Non so se questo giudizio sia corretto, però il “timore” mi viene: il timore che la società che noi
costruiamo, o verso cui stiamo andando, sia una società che tende a isolare le persone, e a
considerarle in qualche modo ciascuna per conto suo senza una percezione grossa dei legami e dei
doveri, con una percezione esasperata dei diritti (del diritto della mia affermazione), ma con una
percezione molto più debole di quei vincoli sociali che ci uniscono gli uni agli altri.
Alcuni degli esempi sono già venuti fuori in precedenza.
2.2.1. Ho il desiderio che il senso dell’integrazione e dell’unità della persona sia molto forte,
perché non ci troviamo poi con delle persone disgregate.
Ma il discorso, per esempio, della famiglia, identificata con una qualunque convivenza, che cosa
vuole dire? Che la tua famiglia, dal punto di vista sociale, è considerata irrilevante, perché la
convivenza è esattamente la scelta di due persone che dicono: “noi la famiglia non la vogliamo
formare, quindi quei vincoli sociali che sono legati al matrimonio li respingiamo”.
Allora, se uno respinge i vincoli sociali del matrimonio si trova in realtà nella stessa condizione di
chi questi vincoli li assume, quindi significa che quei vincoli sono irrilevanti. Ma il problema
diventa questo: allora i vincoli sociali, familiari, diventano davvero irrilevanti?
Nella nostra tradizione c’è un legame che unisce l’eros con la polis e con il nomos. Quindi con la
città perché l’amore e la sessualità ha una rilevanza sociale, se non altro perché i figli vengono fuori
di lì, quindi unisce l’eros con la polis e anche con il nomos, quindi con una legge, con una norma,
che appartiene alla convivenza delle persone, alla convivenza della società.
 Questo era il cammino di integrazione che si è costruito nei secoli. Allora la domanda è: questa
integrazione scompare nella nostra società?
Per cui il sesso è una cosa, l’amore è un’altra, la legge è ancora un’altra, e la polis ancora un’altra
staccate tra di loro? Non c’è un’esperienza di integrazione di queste realtà? Me lo chiedo, non sono
sicuro; perché, torno a dire, i dati non mi danno una risposta fino a queste domande.
Ma le domande m’interessano molto; perché dal punto di vista cristiano, al di là delle leggi che
riguardano il comportamento sessuale, i problemi fondamentali sono:
1. Legare la sessualità con l’amore.
2. Legare l’amore con l’impegno nei confronti dell’altro.
3. Legare l’impegno con la comunità, con la società.
È questa integrazione che a me sta a cuore tantissimo, perché questo permette di vivere le
dimensioni in un modo integrato, e quindi ricco dal punto di vista personale; perché:
‒ la sessualità, che è evidentemente dimensione biologica, si unisce con
quella affettiva, con l’amore;
‒ si unisce con la libertà nell’impegno;
‒ si unisce con la società nella legge e nella norma.

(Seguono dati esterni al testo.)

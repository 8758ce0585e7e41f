//! Step-response figures of merit.

use serde::{Deserialize, Serialize};

/// Unit-step metrics; `None` marks a figure that is undefined for the response.
#[derive(Clone, Debug, Default, PartialEq, Serialize, Deserialize)]
pub struct StepMetrics {
    pub rise_time: Option<f64>,
    pub peak_time: Option<f64>,
    /// Percent of the final value
    pub max_overshoot: Option<f64>,
    pub settling_time_2_percent: Option<f64>,
    pub settling_time_5_percent: Option<f64>,
}

/// Extract metrics from a sampled response settling at `final_value`.
///
/// The response is normalized by the final value, so negative DC gains are
/// handled the same as positive ones. With a zero final value the rise, peak
/// and overshoot figures are undefined and the settling bands are taken
/// relative to the largest excursion instead.
pub fn extract_metrics(time: &[f64], response: &[f64], final_value: f64) -> StepMetrics {
    if time.len() < 2 || time.len() != response.len() {
        return StepMetrics::default();
    }

    if final_value == 0.0 {
        let peak = response.iter().fold(0.0f64, |m, y| m.max(y.abs()));
        if peak == 0.0 {
            return StepMetrics {
                settling_time_2_percent: Some(0.0),
                settling_time_5_percent: Some(0.0),
                ..StepMetrics::default()
            };
        }
        let dev: Vec<f64> = response.iter().map(|y| y / peak).collect();
        let (s2, s5) = settling_pair(time, &dev);
        return StepMetrics {
            settling_time_2_percent: s2,
            settling_time_5_percent: s5,
            ..StepMetrics::default()
        };
    }

    let yn: Vec<f64> = response.iter().map(|y| y / final_value).collect();
    let dev: Vec<f64> = yn.iter().map(|y| y - 1.0).collect();

    let rise_time = match (first_crossing(time, &yn, 0.1), first_crossing(time, &yn, 0.9)) {
        (Some(t10), Some(t90)) => Some(t90 - t10),
        _ => None,
    };

    let (peak_idx, overshoot) = match first_peak_above_final(&yn) {
        Some(i) => (i, (yn[i] - 1.0) * 100.0),
        None => (argmax(&yn), 0.0),
    };

    let (s2, s5) = settling_pair(time, &dev);

    StepMetrics {
        rise_time,
        peak_time: Some(time[peak_idx]),
        max_overshoot: Some(overshoot),
        settling_time_2_percent: s2,
        settling_time_5_percent: s5,
    }
}

fn settling_pair(time: &[f64], dev: &[f64]) -> (Option<f64>, Option<f64>) {
    let s2 = settling_time(time, dev, 0.02);
    let s5 = settling_time(time, dev, 0.05);
    // the 2% band sits inside the 5% band
    match (s2, s5) {
        (Some(a), Some(b)) => (Some(a.max(b)), Some(b)),
        other => other,
    }
}

/// First time the series reaches `level`, linearly interpolated.
fn first_crossing(time: &[f64], y: &[f64], level: f64) -> Option<f64> {
    if y[0] >= level {
        return Some(time[0]);
    }
    for i in 1..y.len() {
        if y[i] >= level {
            let frac = (level - y[i - 1]) / (y[i] - y[i - 1]);
            return Some(time[i - 1] + frac * (time[i] - time[i - 1]));
        }
    }
    None
}

/// Index of the first local maximum that exceeds the final value.
fn first_peak_above_final(yn: &[f64]) -> Option<usize> {
    for i in 1..yn.len().saturating_sub(1) {
        if yn[i] > 1.0 && yn[i] >= yn[i - 1] && yn[i] > yn[i + 1] {
            return Some(i);
        }
    }
    None
}

fn argmax(y: &[f64]) -> usize {
    y.iter()
        .enumerate()
        .fold((0, f64::NEG_INFINITY), |acc, (i, v)| {
            if *v > acc.1 { (i, *v) } else { acc }
        })
        .0
}

/// Time of the last exit from the `|dev| <= tol` band.
///
/// `None` when the final sample is still outside the band.
fn settling_time(time: &[f64], dev: &[f64], tol: f64) -> Option<f64> {
    let n = dev.len();
    if dev[n - 1].abs() > tol {
        return None;
    }
    let last_out = (0..n).rev().find(|&i| dev[i].abs() > tol);
    match last_out {
        None => Some(time[0]),
        Some(i) => {
            let target = tol.copysign(dev[i]);
            let frac = (dev[i] - target) / (dev[i] - dev[i + 1]);
            Some(time[i] + frac.clamp(0.0, 1.0) * (time[i + 1] - time[i]))
        }
    }
}

#[cfg(test)]
mod tests {
    use super::*;

    fn first_order(n: usize, dt: f64) -> (Vec<f64>, Vec<f64>) {
        let t: Vec<f64> = (0..n).map(|i| i as f64 * dt).collect();
        let y = t.iter().map(|t| 1.0 - (-t).exp()).collect();
        (t, y)
    }

    #[test]
    fn first_order_figures() {
        let (t, y) = first_order(10_001, 1e-3);
        let m = extract_metrics(&t, &y, 1.0);
        // ln(9) for 10-90%
        assert!((m.rise_time.unwrap() - 9f64.ln()).abs() < 1e-3);
        assert_eq!(m.max_overshoot, Some(0.0));
        assert!((m.settling_time_2_percent.unwrap() - 50f64.ln()).abs() < 1e-3);
        assert!((m.settling_time_5_percent.unwrap() - 20f64.ln()).abs() < 1e-3);
    }

    #[test]
    fn negative_gain_is_normalized() {
        let (t, y) = first_order(10_001, 1e-3);
        let neg: Vec<f64> = y.iter().map(|v| -2.0 * v).collect();
        let m = extract_metrics(&t, &neg, -2.0);
        assert!((m.rise_time.unwrap() - 9f64.ln()).abs() < 1e-3);
    }

    #[test]
    fn zero_final_value_leaves_shape_metrics_undefined() {
        let t: Vec<f64> = (0..5001).map(|i| i as f64 * 2e-3).collect();
        let y: Vec<f64> = t.iter().map(|t| t * (-t).exp()).collect();
        let m = extract_metrics(&t, &y, 0.0);
        assert_eq!(m.rise_time, None);
        assert_eq!(m.max_overshoot, None);
        assert!(m.settling_time_2_percent.is_some());
    }

    #[test]
    fn settling_is_none_when_not_settled() {
        let t = vec![0.0, 1.0, 2.0];
        let y = vec![0.0, 0.5, 0.8];
        let m = extract_metrics(&t, &y, 1.0);
        assert_eq!(m.settling_time_2_percent, None);
        assert_eq!(m.settling_time_5_percent, None);
    }
}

Non ho un grande affetto per le norme, perché la mia prospettiva è un’altra: ho il desiderio che il
senso dell’integrazione e dell’unità della persona sia molto forte, perché non ci troviamo poi
con delle persone disgregate.
 Torno a dire: tutti questi aspetti sono in sospeso, mi vengono fuori dalla lettura, ma non sono
sicuro che corrispondano esattamente alla situazione.
* Documento rilevato dalla registrazione, adattato al linguaggio scritto, non rivisto dall’autore.